Personal information
- Full name: Xavier Pons Foncillas
- Date of birth: 14 November 2000 (age 24)
- Place of birth: Les Masies de Voltregà, Spain
- Position: Midfielder

Team information
- Current team: Cieza

Youth career
- Gimnàstic Manresa
- 2015–2018: Damm
- 2018–2019: Lorca

Senior career*
- Years: Team / Apps / (Gls)
- 2019–2020: Vic / 22 / (8)
- 2020: Águilas / 7 / (0)
- 2020–2021: Madridejos / 25 / (1)
- 2021–2022: Cartagena B / 31 / (1)
- 2021–2022: Cartagena / 1 / (0)
- 2022–2023: Socuéllamos / 10 / (1)
- 2023: Orihuela / 11 / (0)
- 2023–2024: Villarrobledo / 28 / (0)
- 2024–2025: Saguntino / 30 / (0)
- 2025–: Cieza / 8 / (1)

= Xavi Pons =

Spanish footballer

Xavier "Xavi" Pons Foncillas (born 14 November 2000) is a Spanish professional footballer who plays as a midfielder for Tercera Federación club Cieza.

==Club career==
Born in Les Masies de Voltregà, Barcelona, Catalonia, Pons represented Club Gimnàstic de Manresa, CF Damm and Lorca FC as a youth.
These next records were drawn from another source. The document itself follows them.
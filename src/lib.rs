//! imgcrypt - encrypt and decrypt image files with AES-CBC envelopes
//!
//! An encrypted file is a 16-byte random IV followed by the AES-CBC
//! ciphertext of the PKCS#7-padded original. The key is always supplied at
//! run time, from an environment variable or a key file.
//!
//! # Architecture
//!
//! The crate is organized into the following modules:
//!
//! - `crypto`: Envelope codec, padding and AES-CBC engine (no I/O)
//! - `error`: Custom error types
//! - `config`: Paths, settings and key resolution
//! - `storage`: Whole-file reads and atomic writes
//! - `audit`: JSONL session logs
//! - `sniff`: Image format detection and verification
//! - `services`: File-level encrypt/decrypt with naming and logging
//! - `cli`, `display`: Command handlers and terminal output
//!
//! # Example
//!
//! ```rust
//! use imgcrypt::crypto::{decrypt, encrypt, Key};
//!
//! let key = Key::from_slice(b"0123456789abcdef")?;
//! let envelope = encrypt(b"hello world", &key)?;
//! assert_eq!(envelope.len(), 32);
//! assert_eq!(decrypt(&envelope, &key)?, b"hello world");
//! # Ok::<(), imgcrypt::CryptError>(())
//! ```

pub mod audit;
pub mod cli;
pub mod config;
pub mod crypto;
pub mod display;
pub mod error;
pub mod services;
pub mod sniff;
pub mod storage;

pub use error::{CryptError, CryptResult};
//! Service layer for imgcrypt
//!
//! Binds the cryptographic core to files on disk: input validation, output
//! naming, atomic writes and session logging.

pub mod file_crypt;

pub use file_crypt::{decrypted_path, encrypted_path, CryptContext, FileCryptService, FileReport};
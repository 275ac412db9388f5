//! Session logger for append-only JSONL logs
//!
//! Each entry is written as a single JSON line and flushed immediately.

use std::fs::{self, File, OpenOptions};
use std::io::{BufRead, BufReader, Write};
use std::path::{Path, PathBuf};

use chrono::Utc;

use crate::error::{CryptError, CryptResult};

use super::entry::AuditEntry;

const SESSION_EXTENSION: &str = "jsonl";

/// Handles writing entries to a session log file
#[derive(Debug)]
pub struct AuditLogger {
    log_path: PathBuf,
}

impl AuditLogger {
    /// Create a new AuditLogger that writes to the specified path
    pub fn new(log_path: PathBuf) -> Self {
        Self { log_path }
    }

    /// Create a logger for a new session file inside `log_dir`
    ///
    /// Files are named `session_YYYYMMDD_HHMMSS_mmm.jsonl`, so sorting by name
    /// sorts by start time.
    pub fn for_session(log_dir: &Path) -> CryptResult<Self> {
        fs::create_dir_all(log_dir)
            .map_err(|e| CryptError::Io(format!("Failed to create log directory: {}", e)))?;

        let now = Utc::now();
        let filename = format!(
            "session_{}_{:03}.{}",
            now.format("%Y%m%d_%H%M%S"),
            now.timestamp_subsec_millis(),
            SESSION_EXTENSION
        );
        Ok(Self::new(log_dir.join(filename)))
    }

    /// Append an entry, flushing immediately
    pub fn log(&self, entry: &AuditEntry) -> CryptResult<()> {
        let mut file = OpenOptions::new()
            .create(true)
            .append(true)
            .open(&self.log_path)
            .map_err(|e| CryptError::Io(format!("Failed to open session log: {}", e)))?;

        let json = serde_json::to_string(entry)
            .map_err(|e| CryptError::Json(format!("Failed to serialize log entry: {}", e)))?;

        writeln!(file, "{}", json)
            .map_err(|e| CryptError::Io(format!("Failed to write log entry: {}", e)))?;

        file.flush()
            .map_err(|e| CryptError::Io(format!("Failed to flush session log: {}", e)))?;

        Ok(())
    }

    /// Read all entries from this session's file, oldest first
    pub fn read_all(&self) -> CryptResult<Vec<AuditEntry>> {
        read_entries(&self.log_path)
    }

    /// Read the most recent N entries from this session
    pub fn read_recent(&self, count: usize) -> CryptResult<Vec<AuditEntry>> {
        let all_entries = self.read_all()?;
        let start = all_entries.len().saturating_sub(count);
        Ok(all_entries[start..].to_vec())
    }

    pub fn path(&self) -> &PathBuf {
        &self.log_path
    }
}

/// Read the most recent N entries across every session file in `log_dir`
pub fn recent_across_sessions(log_dir: &Path, count: usize) -> CryptResult<Vec<AuditEntry>> {
    if !log_dir.exists() {
        return Ok(Vec::new());
    }

    let mut sessions = Vec::new();
    for entry in fs::read_dir(log_dir)
        .map_err(|e| CryptError::Io(format!("Failed to read log directory: {}", e)))?
    {
        let entry =
            entry.map_err(|e| CryptError::Io(format!("Failed to read log directory: {}", e)))?;
        let path = entry.path();
        if path.extension().is_some_and(|ext| ext == SESSION_EXTENSION) {
            sessions.push(path);
        }
    }
    sessions.sort();

    let mut entries = Vec::new();
    for session in &sessions {
        entries.extend(read_entries(session)?);
    }

    let start = entries.len().saturating_sub(count);
    Ok(entries.split_off(start))
}

fn read_entries(path: &Path) -> CryptResult<Vec<AuditEntry>> {
    if !path.exists() {
        return Ok(Vec::new());
    }

    let file = File::open(path)
        .map_err(|e| CryptError::Io(format!("Failed to open session log: {}", e)))?;

    let reader = BufReader::new(file);
    let mut entries = Vec::new();

    for (line_num, line) in reader.lines().enumerate() {
        let line = line.map_err(|e| {
            CryptError::Io(format!(
                "Failed to read {} line {}: {}",
                path.display(),
                line_num + 1,
                e
            ))
        })?;

        if line.trim().is_empty() {
            continue;
        }

        let entry: AuditEntry = serde_json::from_str(&line).map_err(|e| {
            CryptError::Json(format!(
                "Failed to parse {} line {}: {}",
                path.display(),
                line_num + 1,
                e
            ))
        })?;

        entries.push(entry);
    }

    Ok(entries)
}

#[cfg(test)]
mod tests {
    use super::*;
    use crate::audit::entry::{Operation, Outcome};
    use tempfile::TempDir;

    fn create_test_logger() -> (AuditLogger, TempDir) {
        let temp_dir = TempDir::new().unwrap();
        let logger = AuditLogger::new(temp_dir.path().join("session.jsonl"));
        (logger, temp_dir)
    }

    #[test]
    fn test_log_and_read() {
        let (logger, _temp) = create_test_logger();
        let entry = AuditEntry::success(Operation::Encrypt, "cat.png", "cat.png.enc", 64);

        logger.log(&entry).unwrap();

        let entries = logger.read_all().unwrap();
        assert_eq!(entries.len(), 1);
        assert_eq!(entries[0].operation, Operation::Encrypt);
        assert_eq!(entries[0].outcome, Outcome::Success);
    }

    #[test]
    fn test_read_recent() {
        let (logger, _temp) = create_test_logger();

        for i in 0..10 {
            let entry = AuditEntry::failure(
                Operation::Decrypt,
                format!("file-{}.enc", i),
                &CryptError::InvalidPadding,
            );
            logger.log(&entry).unwrap();
        }

        let recent = logger.read_recent(3).unwrap();
        assert_eq!(recent.len(), 3);
        assert_eq!(recent[0].input, "file-7.enc");
        assert_eq!(recent[2].input, "file-9.enc");
    }

    #[test]
    fn test_empty_log() {
        let (logger, _temp) = create_test_logger();

        assert!(!logger.path().exists());
        assert!(logger.read_all().unwrap().is_empty());
    }

    #[test]
    fn test_for_session_creates_directory() {
        let temp_dir = TempDir::new().unwrap();
        let log_dir = temp_dir.path().join("logs");

        let logger = AuditLogger::for_session(&log_dir).unwrap();
        assert!(log_dir.exists());

        let name = logger.path().file_name().unwrap().to_string_lossy().to_string();
        assert!(name.starts_with("session_"));
        assert!(name.ends_with(".jsonl"));
    }

    #[test]
    fn test_recent_across_sessions() {
        let temp_dir = TempDir::new().unwrap();
        let log_dir = temp_dir.path();

        let first = AuditLogger::new(log_dir.join("session_20250101_000000_000.jsonl"));
        let second = AuditLogger::new(log_dir.join("session_20250102_000000_000.jsonl"));
        first
            .log(&AuditEntry::success(Operation::Encrypt, "a.png", "a.png.enc", 1))
            .unwrap();
        first
            .log(&AuditEntry::success(Operation::Encrypt, "b.png", "b.png.enc", 1))
            .unwrap();
        second
            .log(&AuditEntry::success(Operation::Decrypt, "b.png.enc", "b.decrypted.png", 1))
            .unwrap();
        fs::write(log_dir.join("notes.txt"), "ignored").unwrap();

        let recent = recent_across_sessions(log_dir, 2).unwrap();
        assert_eq!(recent.len(), 2);
        assert_eq!(recent[0].input, "b.png");
        assert_eq!(recent[1].operation, Operation::Decrypt);
    }

    #[test]
    fn test_recent_across_sessions_missing_dir() {
        let temp_dir = TempDir::new().unwrap();
        let entries = recent_across_sessions(&temp_dir.path().join("nope"), 5).unwrap();
        assert!(entries.is_empty());
    }

    #[test]
    fn test_corrupt_line_reports_json_error() {
        let (logger, _temp) = create_test_logger();
        fs::write(logger.path(), "{not json}\n").unwrap();

        assert!(matches!(logger.read_all(), Err(CryptError::Json(_))));
    }
}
In March 2019, he moved to Primera Catalana side UE Vic, and made his senior debut on 28 April by playing the entire second half in a 1–1 home draw against Sant Cugat FC.

On 16 January 2020, Pons joined Tercera División side Águilas FC. In the middle of that year, he moved to fellow fourth tier side CD Madridejos.

On 2 July 2021, Pons signed for FC Cartagena and was initially assigned to the reserves in the Tercera División RFEF. He made his first team debut on 30 November, coming on as a late substitute for Neskes in a 2–0 away win over Racing Rioja CF in the season's Copa del Rey.

Pons made his professional debut on 2 January 2022, replacing Mo Dauda in a 1–0 away success over UD Almería in the Segunda División. On 25 June, he signed for Segunda Federación side UD Socuéllamos.